| WORK REQUIRED |
Pick every line out of the entries below that holds the string "treated", and report them.
###
use std::collections::HashMap;
use std::io::{self, Write};

use crate::diagnostic::Diagnostic;
use crate::section::Section;
use crate::value::CommentBlock;

/// The name of the section that orphan key-value pairs (those appearing
/// before any `[section]` header) are collected into.
///
/// Corresponds to `INI_DEFAULT_SECTION`.
pub const DEFAULT_SECTION: &str = "default";

/// A parsed configuration tree: an ordered mapping from section name to
/// [`Section`], plus whatever trailing comment followed the last key and
/// the diagnostics accumulated while parsing.
#[derive(Clone, Debug, Default, PartialEq, Eq)]
pub struct Config {
    sections: Vec<(String, Section)>,
    index: HashMap<String, usize>,
    trailing_comment: Option<CommentBlock>,
    diagnostics: Vec<Diagnostic>,
}

impl Config {
    pub(crate) fn new() -> Self {
        Config::default()
    }

    pub fn get(&self, name: &str) -> Option<&Section> {
        self.index.get(name).map(|&i| &self.sections[i].1)
    }

    pub fn contains_section(&self, name: &str) -> bool {
        self.index.contains_key(name)
    }

    pub fn iter(&self) -> impl Iterator<Item = &Section> {
        self.sections.iter().map(|(_, s)| s)
    }

    pub fn len(&self) -> usize {
        self.sections.len()
    }

    pub fn is_empty(&self) -> bool {
        self.sections.is_empty()
    }

    pub fn trailing_comment(&self) -> Option<&CommentBlock> {
        self.trailing_comment.as_ref()
    }

    pub fn diagnostics(&self) -> &[Diagnostic] {
        &self.diagnostics
    }

    pub(crate) fn push_diagnostic(&mut self, d: Diagnostic) {
        self.diagnostics.push(d);
    }

    pub(crate) fn set_trailing_comment(&mut self, comment: CommentBlock) {
        match &mut self.trailing_comment {
            Some(existing) => existing.extend(comment),
            None => self.trailing_comment = Some(comment),
        }
    }

    pub(crate) fn get_mut(&mut self, name: &str) -> Option<&mut Section> {
        self.index.get(name).map(|&i| &mut self.sections[i].1)
    }

    /// Embeds a brand-new section with no existing entry of the same
    /// name. Panics if the name is already present; callers must check
    /// [`Config::contains_section`] first.
    pub(crate) fn embed_section(&mut self, section: Section) {
        let name = section.name().to_string();
        debug_assert!(!self.index.contains_key(&name), "section already exists");
        let i = self.sections.len();
        self.index.insert(name.clone(), i);
        self.sections.push((name, section));
    }

    /// Writes the configuration back out as INI text, preserving folded
    /// fragments and attached comments, but not whitespace or byte-exact
    /// layout.
    ///
    /// Corresponds to the structure of `ini_print.c`: iterate sections,
    /// iterate each section's entries, print a comment block (if any)
    /// then the value.
    pub fn write_to<W: Write>(&self, w: &mut W) -> io::Result<()> {
        for (name, section) in &self.sections {
            if let Some(comment) = section.header_comment() {
                write_comment(w, comment)?;
            }
            writeln!(w, "[{name}]")?;
            for (key, value) in section.iter() {
                if let Some(comment) = value.comment() {
                    write_comment(w, comment)?;
                }
                let mut fragments = value.fragments().iter();
                if let Some(first) = fragments.next() {
                    w.write_all(key.as_bytes())?;
                    w.write_all(b" = ")?;
                    w.write_all(first)?;
                    writeln!(w)?;
                }
                for fragment in fragments {
                    w.write_all(fragment)?;
                    writeln!(w)?;
                }
            }
        }
        if let Some(comment) = &self.trailing_comment {
            write_comment(w, comment)?;
        }
        Ok(())
    }
}

fn write_comment<W: Write>(w: &mut W, comment: &CommentBlock) -> io::Result<()> {
    for line in comment.lines() {
        w.write_all(line)?;
        writeln!(w)?;
    }
    Ok(())
}
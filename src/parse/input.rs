use std::io::{self, BufRead};

use crate::parse::BUFFER_SIZE;

/// What happened on one attempt to read a logical line.
///
/// Corresponds to `parser_read`'s classification of a `getline` result,
/// minus the degenerate NUL-prefixed-line re-issue the source guards
/// against ("should not ever happen") — a `BufRead::read_until` call
/// cannot produce an empty successful read, so there is nothing to
/// re-issue here.
pub(super) enum ReadLine {
    /// A logical line, with the trailing CR/LF already stripped.
    Line(Vec<u8>),
    /// The stream ended.
    Eof,
    /// The physical line was at least `BUFFER_SIZE` bytes.
    TooLong,
}

/// Reads logical lines from the input stream, tracking the current line
/// number.
pub(super) struct LineSource<R> {
    reader: R,
    /// The number of the line that the most recently returned `ReadLine`
    /// came from, or that will be returned next.
    pub(super) line: u32,
    eof: bool,
}

impl<R: BufRead> LineSource<R> {
    pub(super) fn new(reader: R) -> Self {
        LineSource {
            reader,
            line: 0,
            eof: false,
        }
    }

    /// Reads one logical line, stripping the trailing CR/LF. Counts
    /// against the line number even when it returns `TooLong`, matching
    /// `parser_read`'s unconditional `po->linenum++` before inspecting
    /// what was read.
    pub(super) fn read_line(&mut self) -> io::Result<ReadLine> {
        if self.eof {
            return Ok(ReadLine::Eof);
        }
        self.line += 1;
        let mut buf = Vec::new();
        let n = self.reader.read_until(b'\n', &mut buf)?;
        if n == 0 {
            self.eof = true;
            return Ok(ReadLine::Eof);
        }
        if buf.last() == Some(&b'\n') {
            buf.pop();
            if buf.last() == Some(&b'\r') {
                buf.pop();
            }
        } else {
            // `read_until` only omits the delimiter when it hit EOF first.
            self.eof = true;
        }
        if buf.len() >= BUFFER_SIZE {
            return Ok(ReadLine::TooLong);
        }
        Ok(ReadLine::Line(buf))
    }
}
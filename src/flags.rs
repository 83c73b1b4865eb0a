use enumflags2::{bitflags, BitFlags};

/// How aggressively parsing stops after encountering a problem.
#[derive(Clone, Copy, Debug, PartialEq, Eq)]
pub enum ErrorLevel {
    /// Stop at the first error *or* warning.
    StopOnAny,
    /// Stop at the first error, but keep going through warnings.
    StopOnError,
    /// Never stop; accumulate every diagnostic and parse to EOF.
    StopOnNone,
}

/// Line-shape options that loosen or tighten the grammar.
///
/// Corresponds to `INI_PARSE_NOWRAP` / `INI_PARSE_NOSPACE` /
/// `INI_PARSE_NOTAB` / `INI_PARSE_NO_C_COMMENTS`.
#[bitflags]
#[repr(u8)]
#[derive(Clone, Copy, Debug, PartialEq, Eq)]
pub enum ParseFlag {
    /// Disable line folding: a leading-whitespace line is never treated as
    /// a continuation of the previous value.
    NoWrap,
    /// Reject lines with a leading space (only meaningful when folding is
    /// disabled).
    NoSpace,
    /// Reject lines with a leading tab (only meaningful when folding is
    /// disabled).
    NoTab,
    /// Disable `//` and `/* ... */` comments; only `;` and `#` introduce a
    /// comment.
    NoCComments,
}

/// The set of active [`ParseFlag`]s for one parse.
pub type ParseFlags = BitFlags<ParseFlag>;

/// The policy for a repeated `[section]` header.
///
/// Corresponds to `INI_MS_*`.
#[derive(Clone, Copy, Debug, PartialEq, Eq)]
pub enum SectionPolicy {
    /// Report the duplicate and stop (subject to [`ErrorLevel`]).
    Error,
    /// Keep the first occurrence; drop the new section entirely.
    Preserve,
    /// Empty the existing section, then merge the new one into it.
    Overwrite,
    /// Record a diagnostic and surface `EEXIST` at the end of parsing if
    /// nothing worse happened, then merge the new section into the
    /// existing one.
    Detect,
    /// Merge the new section's keys into the existing one. The default.
    Merge,
}

/// The policy for a repeated key, shared by within-section collisions
/// (`INI_MV1S_*`) and collisions produced while merging a repeated section
/// into the original (`INI_MV2S_*`).
///
/// Corresponds to `INI_MV1S_*` / `INI_MV2S_*`. Numerically, those two
/// bitmasks satisfy `MV2S / MV1S == 1` in the source, meaning both drive
/// the same per-key insertion routine; here they share this one type.
#[derive(Clone, Copy, Debug, PartialEq, Eq)]
pub enum ValuePolicy {
    /// Report the duplicate and stop (subject to [`ErrorLevel`]).
    Error,
    /// Keep the first occurrence, silently drop the rest.
    Preserve,
    /// Keep every occurrence, in textual order.
    Allow,
    /// Keep only the last occurrence.
    Overwrite,
    /// Record a diagnostic and surface `EEXIST` at the end of parsing if
    /// nothing worse happened, but keep every occurrence.
    Detect,
}

/// The three orthogonal collision-resolution policies applied while
/// building a [`Config`](crate::Config): for a repeated section header,
/// for a repeated key within one textual section, and for a key collision
/// produced while merging a repeated section into the original.
#[derive(Clone, Copy, Debug, PartialEq, Eq)]
pub struct CollisionFlags {
    pub section: SectionPolicy,
    pub value_within_section: ValuePolicy,
    pub value_across_sections: ValuePolicy,
}

impl CollisionFlags {
    /// Merge repeated sections and let the last occurrence of a repeated
    /// key win, both within one section and across merged sections.
    pub const fn merge_all() -> Self {
        CollisionFlags {
            section: SectionPolicy::Merge,
            value_within_section: ValuePolicy::Overwrite,
            value_across_sections: ValuePolicy::Overwrite,
        }
    }

    /// Rejects an impossible combination of policies.
    ///
    /// A `Detect` policy on one dimension is invalid if either of the
    /// other two dimensions is `Error`: the `Error` policy would already
    /// stop parsing on the same collision before `Detect`'s deferred
    /// `EEXIST` could ever be observed on its own.
    pub fn validate(&self) -> Result<(), InvalidCollisionFlags> {
        let errors = [
            self.section == SectionPolicy::Error,
            self.value_within_section == ValuePolicy::Error,
            self.value_across_sections == ValuePolicy::Error,
        ];
        let detects = [
            self.section == SectionPolicy::Detect,
            self.value_within_section == ValuePolicy::Detect,
            self.value_across_sections == ValuePolicy::Detect,
        ];
        for (i, &detect) in detects.iter().enumerate() {
            if detect && errors.iter().enumerate().any(|(j, &e)| j != i && e) {
                return Err(InvalidCollisionFlags::DetectWithError);
            }
        }
        Ok(())
    }
}

/// An invalid combination of [`CollisionFlags`].
#[derive(Clone, Copy, Debug, thiserror::Error, PartialEq, Eq)]
pub enum InvalidCollisionFlags {
    #[error("a `Detect` policy cannot coexist with an `Error` policy on another dimension")]
    DetectWithError,
}
use std::fmt::{self, Debug, Display, Formatter};

use thiserror::Error;

/// A single parse-level problem found while reading an INI stream.
///
/// Diagnostics are accumulated rather than returned eagerly: parsing
/// continues or stops afterward according to the configured
/// [`ErrorLevel`](crate::ErrorLevel).
#[derive(Clone, Copy, Debug, PartialEq, Eq)]
pub struct Diagnostic {
    /// The 1-based line on which the problem was found.
    pub line: u32,
    /// What went wrong.
    pub code: ErrorCode,
    /// Whether this diagnostic is fatal under the active error level.
    pub severity: Severity,
}

impl Diagnostic {
    pub(crate) fn new(line: u32, code: ErrorCode, severity: Severity) -> Self {
        Diagnostic {
            line,
            code,
            severity,
        }
    }
}

impl Display for Diagnostic {
    fn fmt(&self, f: &mut Formatter<'_>) -> fmt::Result {
        write!(f, "{}: line {}: {}", self.severity, self.line, self.code)
    }
}

/// The severity of a [`Diagnostic`].
///
/// This is a dedicated field rather than a bit smuggled into the error
/// code, unlike the `0xA0000000` warning bit used on the wire by the
/// system this crate's behavior is grounded on.
#[derive(Clone, Copy, Debug, PartialEq, Eq)]
pub enum Severity {
    Error,
    Warning,
}

impl Display for Severity {
    fn fmt(&self, f: &mut Formatter<'_>) -> fmt::Result {
        f.write_str(match self {
            Severity::Error => "ERROR",
            Severity::Warning => "WARNING",
        })
    }
}

/// A kind of problem encountered while parsing a line of an INI stream.
#[derive(Clone, Copy, Debug, Error, PartialEq, Eq, Hash)]
pub enum ErrorCode {
    /// A physical line was longer than the configured buffer size.
    #[error("line is too long")]
    LongData,
    /// A section header line had no closing `]`.
    #[error("section is missing a closing bracket")]
    NoCloseSec,
    /// A section header's brackets contained only whitespace.
    #[error("section name is empty")]
    NoSection,
    /// A section name exceeded the maximum key length.
    #[error("section name is too long")]
    SectionLong,
    /// A key-value line had no `=`.
    #[error("line has no '=' separator")]
    NoEqual,
    /// A key-value line's `=` was the first character.
    #[error("line has no key before '='")]
    NoKey,
    /// A key's name exceeded the maximum key length.
    #[error("key name is too long")]
    LongKey,
    /// Reading from the underlying stream failed.
    #[error("error reading input")]
    Read,
    /// A non-empty line began with whitespace but had no key to fold into,
    /// or a leading space was rejected by `no_space`.
    #[error("unexpected leading whitespace")]
    Space,
    /// A leading tab was rejected by `no_tab`.
    #[error("leading tab is not allowed")]
    Tab,
    /// A leading form-feed or vertical-tab character is never allowed.
    #[error("special whitespace character is not allowed")]
    Special,
    /// A key was repeated within one textual section.
    #[error("duplicate key in section")]
    DupKey,
    /// A key collided while merging a repeated section into the original.
    #[error("duplicate key while merging section")]
    DupKeySec,
    /// A section name was repeated.
    #[error("duplicate section")]
    DupSection,
    /// A C-style block comment `/* ... */` was not closed before EOF.
    #[error("unterminated block comment")]
    BadComment,
}

impl ErrorCode {
    /// The severity a code carries absent an explicit override.
    ///
    /// The system this crate's behavior is grounded on bakes severity into
    /// each numeric error constant rather than setting it per occurrence
    /// (the driver itself never ORs in the warning bit; every `save_error`
    /// call site passes a literal error-vs-warning label). Lacking that
    /// header's constant table, leading-whitespace strictness violations
    /// (`Space`, `Tab`, `Special`) are treated as warnings — a line shape
    /// the caller can tighten via flags, not a structural defect — and
    /// everything else as an error.
    pub(crate) fn default_severity(self) -> Severity {
        match self {
            ErrorCode::Space | ErrorCode::Tab | ErrorCode::Special => Severity::Warning,
            _ => Severity::Error,
        }
    }
}
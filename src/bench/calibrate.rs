//! Iteration-count calibration.
//!
//! The calibrator runs a workload with growing iteration counts until one
//! round lasts at least the configured bench time. Each round's count is
//! predicted from the previous round's rate, padded by a fifth, clamped to
//! at most a hundredfold growth, and rounded up to a readable number
//! (`1, 2, 3, 5, 10` times a power of ten).
//!
//! ```text
//! Idle -> Probing (n = 1) -> Growing ... -> Done
//! ```
//!
//! A round in which the workload calls [`Bencher::fail`] ends calibration.

use super::alloc::{AllocSource, GlobalAllocCounters};
use super::bencher::Bencher;
use super::result::BenchmarkResult;
use crate::config::{BenchConfig, BenchTime, ConfigError};
use crate::time::{TimeSource, WallClock};
use crate::types::duration_to_nanos_saturating;
use std::sync::Arc;
use std::time::Duration;
use tracing::{debug, warn};

/// Multipliers of a power of ten that round counts are rounded up to.
pub const ROUND_UP_STEPS: [u64; 5] = [1, 2, 3, 5, 10];

/// The predicted count is padded by `1 / GROWTH_HEADROOM_DIVISOR`.
pub const GROWTH_HEADROOM_DIVISOR: u64 = 5;

/// A round runs at most this many times the previous round's count.
pub const MAX_GROWTH_FACTOR: u64 = 100;

/// Errors from [`Calibrator::run`].
#[derive(Debug, thiserror::Error)]
pub enum BenchError {
    /// The workload reported failure.
    ///
    /// Carries the last round that completed before the failing one, if any.
    #[error("benchmark failed")]
    Failed {
        /// Result of the last successful round.
        last_completed: Option<Box<BenchmarkResult>>,
    },
    /// The configuration cannot be run.
    #[error("invalid benchmark configuration: {0}")]
    Config(#[from] ConfigError),
}

#[derive(Debug, Clone, Copy, PartialEq, Eq)]
enum Phase {
    Idle,
    Probing,
    Growing,
    Done,
}

/// Finds an iteration count whose round lasts at least the bench time.
#[derive(Debug)]
pub struct Calibrator {
    config: BenchConfig,
    clock: Arc<dyn TimeSource>,
    allocs: Arc<dyn AllocSource>,
}

impl Calibrator {
    /// Creates a calibrator timed by the wall clock and counting allocations
    /// through [`CountingAllocator`](super::CountingAllocator).
    #[must_use]
    pub fn new(config: BenchConfig) -> Self {
        Self::with_sources(
            config,
            Arc::new(WallClock::new()),
            Arc::new(GlobalAllocCounters),
        )
    }

    /// Creates a calibrator with explicit time and allocation sources.
    #[must_use]
    pub fn with_sources(
        config: BenchConfig,
        clock: Arc<dyn TimeSource>,
        allocs: Arc<dyn AllocSource>,
    ) -> Self {
        Self {
            config,
            clock,
            allocs,
        }
    }

    /// Returns the configuration.
    #[must_use]
    pub fn config(&self) -> &BenchConfig {
        &self.config
    }

    /// Calibrates and runs `workload`, returning the final round's result.
    ///
    /// `workload` is called once per round and must run its body
    /// [`Bencher::n`] times.
    ///
    /// # Errors
    ///
    /// Returns [`BenchError::Config`] for an unusable configuration and
    /// [`BenchError::Failed`] if the workload called [`Bencher::fail`].
    pub fn run<F>(&self, mut workload: F) -> Result<BenchmarkResult, BenchError>
    where
        F: FnMut(&mut Bencher),
    {
        self.config.validate()?;
        let max = self.config.max_iterations;
        let mut bencher = Bencher::new(
            Arc::clone(&self.clock),
            Arc::clone(&self.allocs),
            self.config.report_allocs,
        );
        let mut last_completed: Option<BenchmarkResult> = None;
        let mut phase = Phase::Idle;

        loop {
            let n = match (phase, self.config.bench_time) {
                (Phase::Idle, BenchTime::Iterations(fixed)) => {
                    phase = Phase::Done;
                    fixed
                }
                (Phase::Idle, BenchTime::Duration(_)) => {
                    phase = Phase::Probing;
                    1
                }
                (Phase::Probing | Phase::Growing, BenchTime::Duration(target)) => {
                    let (prev_n, prev_elapsed) = bencher.previous();
                    if prev_elapsed >= target || prev_n >= max {
                        phase = Phase::Done;
                        continue;
                    }
                    phase = Phase::Growing;
                    next_round(target, prev_n, prev_elapsed, max)
                }
                (Phase::Done, _) | (Phase::Probing | Phase::Growing, BenchTime::Iterations(_)) => {
                    break;
                }
            };

            bencher.run_round(n, &mut workload);
            debug!(
                n,
                elapsed_ns = duration_to_nanos_saturating(bencher.elapsed()),
                "calibration round"
            );
            if bencher.failed() {
                warn!(n, "benchmark failed");
                return Err(BenchError::Failed {
                    last_completed: last_completed.map(Box::new),
                });
            }
            last_completed = Some(bencher.result());
        }

        // At least one round always runs before Done.
        last_completed.ok_or(BenchError::Failed {
            last_completed: None,
        })
    }
}

/// Predicts the next round's iteration count.
fn next_round(target: Duration, prev_n: u64, prev_elapsed: Duration, max: u64) -> u64 {
    let last = prev_n.max(1);
    let target_ns = target.as_nanos();
    let prev_ns = prev_elapsed.as_nanos().max(1);
    let predicted = u64::try_from(target_ns * u128::from(last) / prev_ns).unwrap_or(u64::MAX);

    let padded = predicted.saturating_add(predicted / GROWTH_HEADROOM_DIVISOR);
    let clamped = padded
        .min(last.saturating_mul(MAX_GROWTH_FACTOR))
        .max(last.saturating_add(1));
    round_up(clamped).min(max)
}

/// Rounds `n` up to the next `{1, 2, 3, 5, 10} x 10^k`.
#[must_use]
pub fn round_up(n: u64) -> u64 {
    let n = n.max(1);
    let mut base = 1u64;
    while let Some(next) = base.checked_mul(10) {
        if next > n {
            break;
        }
        base = next;
    }
    ROUND_UP_STEPS
        .iter()
        .map(|step| base.saturating_mul(*step))
        .find(|candidate| *candidate >= n)
        .unwrap_or(u64::MAX)
}
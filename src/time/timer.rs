//! Timer facades over the [`TimerService`].
//!
//! - [`Timer`]: one-shot; delivers its fire time into a single-slot channel.
//! - [`Ticker`]: periodic; same channel, ticks that find the slot full are
//!   dropped.
//! - [`after_fn`]: runs a closure on its own thread once the duration passes.
//!
//! Stopping never closes the channel. A consumer blocked in
//! [`DeliveryReceiver::recv`] after a stop simply receives nothing.

use super::delivery::{DeliveryReceiver, DeliverySender, TrySendError, delivery_channel};
use super::service::{TimerError, TimerHandle, TimerService};
use crate::types::Time;
use std::sync::Arc;
use std::time::Duration;
use tracing::trace;

/// The default fire action: hands `now` to the consumer without blocking.
///
/// A full slot means the consumer has not read the previous value; the new
/// one is dropped.
pub fn send_time(sender: &DeliverySender<Time>, now: Time) {
    if let Err(TrySendError::Full(dropped)) = sender.try_send(now) {
        trace!(?dropped, "delivery slot full, dropping fire event");
    }
}

fn delivering(sender: DeliverySender<Time>) -> impl Fn(Time) + Send + Sync + 'static {
    move |now| send_time(&sender, now)
}

/// A one-shot timer.
///
/// # Example
///
/// ```
/// use timekeep::time::{Timer, TimerService, WallClock};
/// use std::sync::Arc;
/// use std::time::Duration;
///
/// let service = TimerService::new(Arc::new(WallClock::new()));
/// let timer = Timer::new(&service, Duration::from_millis(5)).unwrap();
/// let fired_at = timer.receiver().recv_timeout(Duration::from_secs(5)).unwrap();
/// assert!(fired_at >= timer.deadline_hint());
/// assert!(!timer.stop()); // already fired
/// ```
#[derive(Debug)]
pub struct Timer {
    service: Arc<TimerService>,
    handle: TimerHandle,
    receiver: DeliveryReceiver<Time>,
    deadline: Time,
}

impl Timer {
    /// Starts a timer that fires once after `duration`.
    ///
    /// # Errors
    ///
    /// Returns the service's registration error.
    pub fn new(service: &Arc<TimerService>, duration: Duration) -> Result<Self, TimerError> {
        let (sender, receiver) = delivery_channel();
        let deadline = service.now() + duration;
        let handle = service.register(deadline, Duration::ZERO, delivering(sender))?;
        Ok(Self {
            service: Arc::clone(service),
            handle,
            receiver,
            deadline,
        })
    }

    /// Returns the channel the fire time is delivered into.
    #[must_use]
    pub fn receiver(&self) -> &DeliveryReceiver<Time> {
        &self.receiver
    }

    /// Returns the deadline set by the most recent `new` or `reset` on this
    /// value.
    #[must_use]
    pub fn deadline_hint(&self) -> Time {
        self.deadline
    }

    /// Returns the underlying registration handle.
    #[must_use]
    pub fn handle(&self) -> &TimerHandle {
        &self.handle
    }

    /// Prevents the timer from firing.
    ///
    /// Returns `true` if the call stopped the timer, `false` if it had already
    /// fired or been stopped. A value delivered before the stop stays in the
    /// channel.
    pub fn stop(&self) -> bool {
        self.service.cancel(&self.handle)
    }

    /// Re-arms the timer to fire `duration` from now.
    ///
    /// Returns `true` if the timer was still pending. Reset only a stopped or
    /// fired timer whose channel has been drained; resetting a timer that is
    /// firing concurrently can deliver both the old and the new fire.
    pub fn reset(&mut self, duration: Duration) -> bool {
        self.deadline = self.service.now() + duration;
        self.service.reschedule(&self.handle, self.deadline)
    }
}

/// A periodic timer.
///
/// Ticks that arrive while the previous tick is unread are dropped, so a slow
/// consumer sees fewer ticks rather than a backlog.
#[derive(Debug)]
pub struct Ticker {
    service: Arc<TimerService>,
    handle: TimerHandle,
    receiver: DeliveryReceiver<Time>,
}

impl Ticker {
    /// Starts a ticker whose first tick is one `period` from now.
    ///
    /// # Errors
    ///
    /// Returns [`TimerError::ZeroPeriod`] if `period` is zero, or the
    /// service's registration error.
    pub fn new(service: &Arc<TimerService>, period: Duration) -> Result<Self, TimerError> {
        if period.is_zero() {
            return Err(TimerError::ZeroPeriod);
        }
        let (sender, receiver) = delivery_channel();
        let handle = service.register(service.now() + period, period, delivering(sender))?;
        Ok(Self {
            service: Arc::clone(service),
            handle,
            receiver,
        })
    }

    /// Returns the channel ticks are delivered into.
    #[must_use]
    pub fn receiver(&self) -> &DeliveryReceiver<Time> {
        &self.receiver
    }

    /// Returns the tick period.
    #[must_use]
    pub fn period(&self) -> Duration {
        self.handle.period()
    }

    /// Stops the ticker. Returns `true` if it was running.
    pub fn stop(&self) -> bool {
        self.service.cancel(&self.handle)
    }

    /// Restarts the ticker so the next tick is one period from now.
    pub fn reset(&self) -> bool {
        self.service
            .reschedule(&self.handle, self.service.now() + self.handle.period())
    }
}

impl Drop for Ticker {
    fn drop(&mut self) {
        // A periodic registration would otherwise keep firing forever.
        self.service.cancel(&self.handle);
    }
}

/// Runs `f` on a new thread once `duration` has passed.
///
/// The scheduling loop only spawns the thread, so `f` may block or call back
/// into the service. The returned handle works with
/// [`TimerService::cancel`] and [`TimerService::reschedule`]; a rescheduled
/// handle runs `f` again.
///
/// # Errors
///
/// Returns the service's registration error.
pub fn after_fn<F>(
    service: &TimerService,
    duration: Duration,
    f: F,
) -> Result<TimerHandle, TimerError>
where
    F: Fn() + Send + Sync + 'static,
{
    let f = Arc::new(f);
    let deadline = service.now() + duration;
    service.register(deadline, Duration::ZERO, move |_| {
        let f = Arc::clone(&f);
        if let Err(err) = std::thread::Builder::new()
            .name("timekeep-after-fn".into())
            .spawn(move || f())
        {
            tracing::error!(%err, "failed to spawn after_fn thread");
        }
    })
}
###
| TASK RESPONSE |
    /// Disable line folding: a leading-whitespace line is never treated as
    /// (`Space`, `Tab`, `Special`) are treated as warnings — a line shape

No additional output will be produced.